Chichester, W Sussex

HERITAGE PRICE HIKE

Sir, Far from hiding our reduced rate for our senior members, as has been suggested (“National Trust hikes prices for pensioners”, Apr 13), we actively promote it in a number of ways; the significant number of people taking up the offer suggests that the message is getting through.

Many members are aware of the reduced rate but because they appreciate that we are a charity they choose to continue paying the full price. A large number of members do not provide details of their date of birth, so we do not know from our database everyone who is eligible.

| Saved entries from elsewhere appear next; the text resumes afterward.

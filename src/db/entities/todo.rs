use sea_orm::entity::prelude::*;

#[sea_orm::model]
#[derive(Clone, Debug, PartialEq, Eq, DeriveEntityModel)]
#[sea_orm(table_name = "todos")]
pub struct Model {
    #[sea_orm(primary_key, auto_increment = false)]
    pub id: Uuid,
    pub text: String,
    pub priority: String,
    pub deadline: String,
    #[sea_orm(default_value = false)]
    pub complete: bool,
    #[sea_orm(default_expr = "Expr::current_timestamp()")]
    pub created_at: DateTimeWithTimeZone,
    #[sea_orm(default_expr = "Expr::current_timestamp()")]
    pub updated_at: DateTimeWithTimeZone,
}

impl ActiveModelBehavior for ActiveModel {}
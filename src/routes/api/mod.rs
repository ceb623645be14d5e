use std::sync::Arc;

use axum::Router;

use crate::state::AppState;

pub mod health;
pub mod todos;

pub fn router(state: Arc<AppState>) -> Router {
    Router::new()
        .merge(todos::router(state))
        .merge(health::router())
}
pub mod api;
mod entry;
pub mod views;

pub use entry::{API_PREFIX, app, router};
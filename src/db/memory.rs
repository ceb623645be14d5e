use async_trait::async_trait;
use tokio::sync::RwLock;

use super::{dao::DaoResult, store::TodoStore};
use crate::models::{NewTodo, Todo, TodoId, TodoPatch};

/// Process-local todo store. Records are kept in insertion order.
#[derive(Default)]
pub struct MemoryTodoStore {
    todos: RwLock<Vec<Todo>>,
}

impl MemoryTodoStore {
    pub fn new() -> Self {
        Self::default()
    }
}

#[async_trait]
impl TodoStore for MemoryTodoStore {
    async fn insert(&self, todo: NewTodo) -> DaoResult<Todo> {
        let stored = Todo {
            id: TodoId::generate(),
            text: todo.text,
            priority: todo.priority,
            deadline: todo.deadline,
            complete: false,
        };
        self.todos.write().await.push(stored.clone());
        Ok(stored)
    }

    async fn find_all(&self) -> DaoResult<Vec<Todo>> {
        Ok(self.todos.read().await.clone())
    }

    async fn find_by_id(&self, id: TodoId) -> DaoResult<Option<Todo>> {
        Ok(self
            .todos
            .read()
            .await
            .iter()
            .find(|todo| todo.id == id)
            .cloned())
    }

    async fn update(&self, id: TodoId, patch: TodoPatch) -> DaoResult<Option<Todo>> {
        let mut todos = self.todos.write().await;
        let Some(todo) = todos.iter_mut().find(|todo| todo.id == id) else {
            return Ok(None);
        };
        patch.apply(todo);
        Ok(Some(todo.clone()))
    }

    async fn delete(&self, id: TodoId) -> DaoResult<bool> {
        let mut todos = self.todos.write().await;
        let before = todos.len();
        todos.retain(|todo| todo.id != id);
        Ok(todos.len() < before)
    }
}

#[cfg(test)]
mod tests {
    use super::MemoryTodoStore;
    use crate::{
        db::store::TodoStore,
        models::{NewTodo, Priority, TodoPatch},
    };

    fn new_todo(text: &str) -> NewTodo {
        NewTodo {
            text: text.to_string(),
            priority: Priority::Low,
            deadline: "2025-06-30".parse().expect("valid date"),
        }
    }

    #[tokio::test]
    async fn find_all_keeps_insertion_order() {
        let store = MemoryTodoStore::new();
        let first = store.insert(new_todo("first")).await.expect("insert");
        let second = store.insert(new_todo("second")).await.expect("insert");

        let ids: Vec<_> = store
            .find_all()
            .await
            .expect("list")
            .into_iter()
            .map(|todo| todo.id)
            .collect();
        assert_eq!(ids, vec![first.id, second.id]);
    }

    #[tokio::test]
    async fn identical_inserts_get_distinct_ids() {
        let store = MemoryTodoStore::new();
        let (a, b) = tokio::join!(
            store.insert(new_todo("same")),
            store.insert(new_todo("same"))
        );
        let (a, b) = (a.expect("insert"), b.expect("insert"));

        assert_ne!(a.id, b.id);
        assert_eq!(store.find_all().await.expect("list").len(), 2);
    }

    #[tokio::test]
    async fn deleted_ids_stay_gone() {
        let store = MemoryTodoStore::new();
        let todo = store.insert(new_todo("temp")).await.expect("insert");

        assert!(store.delete(todo.id).await.expect("delete"));
        assert!(!store.delete(todo.id).await.expect("delete again"));
        assert!(store.find_by_id(todo.id).await.expect("find").is_none());
        let patch = TodoPatch {
            complete: Some(true),
            ..Default::default()
        };
        assert!(store.update(todo.id, patch).await.expect("update").is_none());
    }
}
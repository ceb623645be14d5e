use std::sync::Arc;

use tracing::info;

use crate::{
    db::TodoStore,
    error::AppError,
    models::{CreateTodoRequest, NewTodo, Todo, TodoId, TodoPatch, UpdateTodoRequest},
};

/// Stateless CRUD operations over an injected [`TodoStore`].
#[derive(Clone)]
pub struct TodoService {
    store: Arc<dyn TodoStore>,
}

impl TodoService {
    pub fn new(store: Arc<dyn TodoStore>) -> Self {
        Self { store }
    }

    pub async fn list(&self) -> Result<Vec<Todo>, AppError> {
        Ok(self.store.find_all().await?)
    }

    /// `complete` in the request is ignored; new todos always start open.
    pub async fn create(&self, request: CreateTodoRequest) -> Result<Todo, AppError> {
        let new_todo = NewTodo::from_request(request)?;
        let todo = self.store.insert(new_todo).await?;
        info!(id = %todo.id, "todo created");
        Ok(todo)
    }

    /// A well-formed id with no record behind it yields `Ok(None)`.
    pub async fn get(&self, id: &str) -> Result<Option<Todo>, AppError> {
        let id: TodoId = id.parse()?;
        Ok(self.store.find_by_id(id).await?)
    }

    pub async fn update(&self, id: &str, request: UpdateTodoRequest) -> Result<Todo, AppError> {
        let id: TodoId = id.parse()?;
        let patch = TodoPatch::from_request(request)?;
        let todo = self
            .store
            .update(id, patch)
            .await?
            .ok_or_else(|| AppError::not_found(format!("Todo not found (id={id})")))?;
        info!(id = %todo.id, complete = todo.complete, "todo updated");
        Ok(todo)
    }

    /// Deleting an id that is already gone still succeeds.
    pub async fn delete(&self, id: &str) -> Result<(), AppError> {
        let id: TodoId = id.parse()?;
        let removed = self.store.delete(id).await?;
        info!(%id, removed, "todo deleted");
        Ok(())
    }
}
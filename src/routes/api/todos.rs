use std::sync::Arc;

use axum::{
    Json, Router,
    extract::{
        Path, State,
        rejection::{JsonRejection, PathRejection},
    },
    routing::get,
};

use crate::{
    error::AppError,
    models::{CreateTodoRequest, Todo, UpdateTodoRequest},
    response::{Envelope, Operation},
    state::AppState,
};

const BASE_PATH: &str = "/todos";

type IdParam = Result<Path<String>, PathRejection>;
type JsonBody<T> = Result<Json<T>, JsonRejection>;

pub fn router(state: Arc<AppState>) -> Router {
    Router::new()
        .route(BASE_PATH, get(list_todos).post(create_todo))
        .route(
            &format!("{BASE_PATH}/{{id}}"),
            get(get_todo).patch(update_todo).delete(delete_todo),
        )
        .with_state(state)
}

async fn list_todos(State(state): State<Arc<AppState>>) -> Envelope<Vec<Todo>> {
    Envelope::respond(Operation::List, state.todos.list().await)
}

async fn create_todo(
    State(state): State<Arc<AppState>>,
    body: JsonBody<CreateTodoRequest>,
) -> Envelope<Todo> {
    let result = match body {
        Ok(Json(request)) => state.todos.create(request).await,
        Err(rejection) => Err(invalid_body(rejection)),
    };
    Envelope::respond(Operation::Create, result)
}

async fn get_todo(State(state): State<Arc<AppState>>, id: IdParam) -> Envelope<Option<Todo>> {
    let result = match id {
        Ok(Path(id)) => state.todos.get(&id).await,
        Err(rejection) => Err(invalid_id(rejection)),
    };
    Envelope::respond(Operation::Read, result)
}

async fn update_todo(
    State(state): State<Arc<AppState>>,
    id: IdParam,
    body: JsonBody<UpdateTodoRequest>,
) -> Envelope<Todo> {
    let result = match (id, body) {
        (Ok(Path(id)), Ok(Json(request))) => state.todos.update(&id, request).await,
        (Err(rejection), _) => Err(invalid_id(rejection)),
        (_, Err(rejection)) => Err(invalid_body(rejection)),
    };
    Envelope::respond(Operation::Update, result)
}

async fn delete_todo(State(state): State<Arc<AppState>>, id: IdParam) -> Envelope<()> {
    let result = match id {
        Ok(Path(id)) => state.todos.delete(&id).await,
        Err(rejection) => Err(invalid_id(rejection)),
    };
    Envelope::respond(Operation::Delete, result)
}

fn invalid_body(rejection: JsonRejection) -> AppError {
    AppError::validation(rejection.body_text())
}

fn invalid_id(rejection: PathRejection) -> AppError {
    AppError::validation(rejection.body_text())
}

As we do not receive any direct government funding, we rely on the support of our members and supporters to fund our conservation work, the costs of which rose by 15 per cent last year.

Sue Wilkinson

Director of supporter development, National Trust

DITCH THE ITCH

Sir, I can sympathise with Carol Midgley (“I’m itching to ditch my nylon tormentors”, Apr 8), except that my tormentors are thick woollen tights — even hotter worn inside the house, but essential to wear outside in the British spring. I can’t wait to abandon them, but know it won’t be until the temperature reaches a healthy 15C. So spare a thought for another sufferer, Carol.

Pat Andrew

Nottingham

SPORTING MINNOWS

Sir, Further to your excellent leader (“Sporting Chance”, Apr 12) on the three-point shot in basketball, I was head of PE in a school in Bethnal Green when three boys, who had never played basketball before, entered the school. There were no tall players in the school team, so these three trained hard to develop the three-point shot. This proved so successful that the school won several schools’ national championships. This skill led to their selection for the England Schools’ basketball team. In 1986, at 15 years of age, they helped their club side, the East London Royals, to win the national under 19 cup final at the Albert Hall. All three were offered scholarships in the United States, but only one took it up.

Humphrey Long

England youth basketball coach 1970-87, Romford, Essex

CORRECTIONS AND CLARIFICATIONS

The article “When it comes to nuclear’s future, it’s time to think small” (Business Comment, April 11) stated that Hinkley Point C “promises to provide power for 50 million homes”. The correct figure is about 5 million homes.

In our article (“Labour welcomes back blogger who compares Israelis to Nazis”, News, April 2), we had no intention to accuse Tony Greenstein of being antisemitic. As Mr Greenstein has told us, he is Jewish and is an anti-Zionist. We are happy to put this on record.